- What is required -
Each line of the data below that includes the string "page" must be copied.

- Exercise data -
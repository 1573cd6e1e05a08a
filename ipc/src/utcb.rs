//! The per-EC UTCB page: architecture-agnostic register images transferred
//! during a `call`/`reply` beyond the GPR block (which lives directly on
//! the EC's exception frame and is copied from there instead).

use core::ptr::NonNull;

/// Layout of the extended register images an EC's mapped UTCB page holds.
/// GPRs are deliberately absent here — they are carried on
/// [`captab::ec::ExceptionFrame`] and copied by the engine directly from
/// one EC's frame to another's.
#[repr(C)]
pub struct Utcb {
    pub mtd: u32,
    _reserved: u32,
    pub segments: [u64; 4],
    pub virt: [u64; 8],
    pub vtimer: [u64; 4],
    pub hpfar: u64,
}

impl Utcb {
    /// # Safety
    /// `ptr` must point at a live, page-sized, properly aligned UTCB
    /// mapping for as long as the returned reference is used.
    #[must_use]
    pub unsafe fn view<'a>(ptr: NonNull<u8>) -> &'a mut Utcb {
        unsafe { &mut *ptr.as_ptr().cast::<Utcb>() }
    }
}

#[cfg(test)]
mod tests {
    use super::*;

    #[test]
    fn view_round_trips_through_backing_bytes() {
        let mut backing = [0u8; core::mem::size_of::<Utcb>()];
        let ptr = NonNull::new(backing.as_mut_ptr()).unwrap();
        let utcb = unsafe { Utcb::view(ptr) };
        utcb.mtd = 0xdead;
        utcb.hpfar = 0x1000;

        let reread = unsafe { Utcb::view(ptr) };
        assert_eq!(reread.mtd, 0xdead);
        assert_eq!(reread.hpfar, 0x1000);
    }
}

- Solved exercise -
//! The per-EC UTCB page: architecture-agnostic register images transferred
/// Layout of the extended register images an EC's mapped UTCB page holds.
    /// `ptr` must point at a live, page-sized, properly aligned UTCB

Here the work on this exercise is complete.